PROBLEM REQUIREMENTS: Reproduce the records below exactly, but only between the lines holding "repository 679046dbb7bfee03" and "pub use wallet::*;", inclusive.
MATERIAL FOR THIS EXERCISE START
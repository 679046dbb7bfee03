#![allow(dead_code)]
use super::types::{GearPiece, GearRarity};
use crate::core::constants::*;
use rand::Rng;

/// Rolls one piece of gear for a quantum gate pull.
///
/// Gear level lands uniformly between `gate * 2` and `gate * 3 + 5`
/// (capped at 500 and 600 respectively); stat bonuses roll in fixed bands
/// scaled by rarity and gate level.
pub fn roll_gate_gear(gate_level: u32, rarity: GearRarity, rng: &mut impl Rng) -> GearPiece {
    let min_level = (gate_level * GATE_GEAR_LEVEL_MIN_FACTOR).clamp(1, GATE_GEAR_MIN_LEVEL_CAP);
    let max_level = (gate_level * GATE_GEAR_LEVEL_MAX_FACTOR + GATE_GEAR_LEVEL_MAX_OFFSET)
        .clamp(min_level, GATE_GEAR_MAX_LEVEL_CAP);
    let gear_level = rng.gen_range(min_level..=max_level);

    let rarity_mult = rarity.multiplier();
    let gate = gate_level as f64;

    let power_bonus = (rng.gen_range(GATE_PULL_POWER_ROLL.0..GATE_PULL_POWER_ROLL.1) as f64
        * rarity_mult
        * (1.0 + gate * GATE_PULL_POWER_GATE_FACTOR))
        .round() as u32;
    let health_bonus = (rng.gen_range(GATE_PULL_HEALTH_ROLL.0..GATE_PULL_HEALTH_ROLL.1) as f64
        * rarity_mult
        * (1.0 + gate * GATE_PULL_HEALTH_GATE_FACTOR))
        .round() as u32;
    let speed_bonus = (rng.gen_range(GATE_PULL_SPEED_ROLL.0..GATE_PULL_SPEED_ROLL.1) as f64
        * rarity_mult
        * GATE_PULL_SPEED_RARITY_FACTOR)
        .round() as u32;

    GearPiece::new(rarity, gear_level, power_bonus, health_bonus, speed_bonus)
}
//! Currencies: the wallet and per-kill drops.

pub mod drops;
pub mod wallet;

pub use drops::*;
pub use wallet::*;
MATERIAL FOR THIS EXERCISE END
MATERIAL FOR THIS EXERCISE START
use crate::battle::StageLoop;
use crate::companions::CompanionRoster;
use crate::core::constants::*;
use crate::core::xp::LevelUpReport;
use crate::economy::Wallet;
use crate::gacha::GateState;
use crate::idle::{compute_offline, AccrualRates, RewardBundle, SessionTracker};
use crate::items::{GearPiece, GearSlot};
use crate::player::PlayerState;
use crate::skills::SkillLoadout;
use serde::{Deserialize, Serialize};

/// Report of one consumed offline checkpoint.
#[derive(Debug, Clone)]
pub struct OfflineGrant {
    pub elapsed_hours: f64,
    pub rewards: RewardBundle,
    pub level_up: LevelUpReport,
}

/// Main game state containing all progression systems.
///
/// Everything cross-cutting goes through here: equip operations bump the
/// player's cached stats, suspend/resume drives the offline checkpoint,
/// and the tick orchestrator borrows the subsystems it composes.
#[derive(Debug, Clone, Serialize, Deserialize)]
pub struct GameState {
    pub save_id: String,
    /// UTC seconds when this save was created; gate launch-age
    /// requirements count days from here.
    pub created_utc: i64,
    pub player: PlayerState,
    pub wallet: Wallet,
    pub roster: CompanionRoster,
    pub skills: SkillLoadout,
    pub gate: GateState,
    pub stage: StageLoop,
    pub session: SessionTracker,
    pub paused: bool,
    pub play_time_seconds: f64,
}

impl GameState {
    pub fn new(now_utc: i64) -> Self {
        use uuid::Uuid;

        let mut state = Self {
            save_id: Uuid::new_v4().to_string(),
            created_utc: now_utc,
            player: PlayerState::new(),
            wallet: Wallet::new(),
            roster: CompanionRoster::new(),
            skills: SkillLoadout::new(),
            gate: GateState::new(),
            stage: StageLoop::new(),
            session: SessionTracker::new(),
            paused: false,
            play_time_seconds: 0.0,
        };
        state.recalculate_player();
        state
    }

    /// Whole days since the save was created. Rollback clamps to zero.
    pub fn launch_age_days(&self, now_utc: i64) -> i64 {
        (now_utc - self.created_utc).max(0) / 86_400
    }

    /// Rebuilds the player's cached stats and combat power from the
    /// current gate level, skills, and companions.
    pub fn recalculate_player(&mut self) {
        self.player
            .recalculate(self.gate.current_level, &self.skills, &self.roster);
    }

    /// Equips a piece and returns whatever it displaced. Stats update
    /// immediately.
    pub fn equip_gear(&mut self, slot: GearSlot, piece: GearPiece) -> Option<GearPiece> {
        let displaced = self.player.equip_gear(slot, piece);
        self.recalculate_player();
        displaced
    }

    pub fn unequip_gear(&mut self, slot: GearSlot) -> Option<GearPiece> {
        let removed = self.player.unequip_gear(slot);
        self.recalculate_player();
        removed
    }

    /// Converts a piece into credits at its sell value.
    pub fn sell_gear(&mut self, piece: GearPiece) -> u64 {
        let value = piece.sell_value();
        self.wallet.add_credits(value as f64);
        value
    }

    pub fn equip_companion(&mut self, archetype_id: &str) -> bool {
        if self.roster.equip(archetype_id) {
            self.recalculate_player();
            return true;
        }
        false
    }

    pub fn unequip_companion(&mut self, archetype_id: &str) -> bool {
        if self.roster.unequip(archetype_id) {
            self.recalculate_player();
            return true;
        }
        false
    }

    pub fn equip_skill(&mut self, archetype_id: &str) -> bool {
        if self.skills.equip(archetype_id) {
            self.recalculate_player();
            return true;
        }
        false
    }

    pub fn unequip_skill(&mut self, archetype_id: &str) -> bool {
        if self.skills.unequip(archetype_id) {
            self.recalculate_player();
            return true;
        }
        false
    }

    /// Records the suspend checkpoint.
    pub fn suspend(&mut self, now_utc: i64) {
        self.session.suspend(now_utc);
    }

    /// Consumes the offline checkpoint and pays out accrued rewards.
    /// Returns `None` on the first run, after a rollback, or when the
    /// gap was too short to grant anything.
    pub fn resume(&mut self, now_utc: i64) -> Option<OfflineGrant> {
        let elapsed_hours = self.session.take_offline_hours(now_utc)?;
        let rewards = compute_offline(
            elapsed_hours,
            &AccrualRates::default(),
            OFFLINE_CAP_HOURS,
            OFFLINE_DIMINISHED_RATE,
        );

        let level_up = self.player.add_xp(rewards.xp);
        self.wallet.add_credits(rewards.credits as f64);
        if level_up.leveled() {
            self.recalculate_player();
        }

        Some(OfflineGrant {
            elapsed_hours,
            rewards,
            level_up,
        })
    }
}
MATERIAL FOR THIS EXERCISE END
OUTPUT OF THE TASK:
repository 679046dbb7bfee03
#![allow(dead_code)]
use super::types::{GearPiece, GearRarity};
use crate::core::constants::*;
use rand::Rng;

/// Rolls one piece of gear for a quantum gate pull.
///
/// Gear level lands uniformly between `gate * 2` and `gate * 3 + 5`
/// (capped at 500 and 600 respectively); stat bonuses roll in fixed bands
/// scaled by rarity and gate level.
pub fn roll_gate_gear(gate_level: u32, rarity: GearRarity, rng: &mut impl Rng) -> GearPiece {
    let min_level = (gate_level * GATE_GEAR_LEVEL_MIN_FACTOR).clamp(1, GATE_GEAR_MIN_LEVEL_CAP);
    let max_level = (gate_level * GATE_GEAR_LEVEL_MAX_FACTOR + GATE_GEAR_LEVEL_MAX_OFFSET)
        .clamp(min_level, GATE_GEAR_MAX_LEVEL_CAP);
    let gear_level = rng.gen_range(min_level..=max_level);

    let rarity_mult = rarity.multiplier();
    let gate = gate_level as f64;

    let power_bonus = (rng.gen_range(GATE_PULL_POWER_ROLL.0..GATE_PULL_POWER_ROLL.1) as f64
        * rarity_mult
        * (1.0 + gate * GATE_PULL_POWER_GATE_FACTOR))
        .round() as u32;
    let health_bonus = (rng.gen_range(GATE_PULL_HEALTH_ROLL.0..GATE_PULL_HEALTH_ROLL.1) as f64
        * rarity_mult
        * (1.0 + gate * GATE_PULL_HEALTH_GATE_FACTOR))
        .round() as u32;
    let speed_bonus = (rng.gen_range(GATE_PULL_SPEED_ROLL.0..GATE_PULL_SPEED_ROLL.1) as f64
        * rarity_mult
        * GATE_PULL_SPEED_RARITY_FACTOR)
        .round() as u32;

    GearPiece::new(rarity, gear_level, power_bonus, health_bonus, speed_bonus)
}
//! Currencies: the wallet and per-kill drops.

pub mod drops;
pub mod wallet;

pub use drops::*;
pub use wallet::*;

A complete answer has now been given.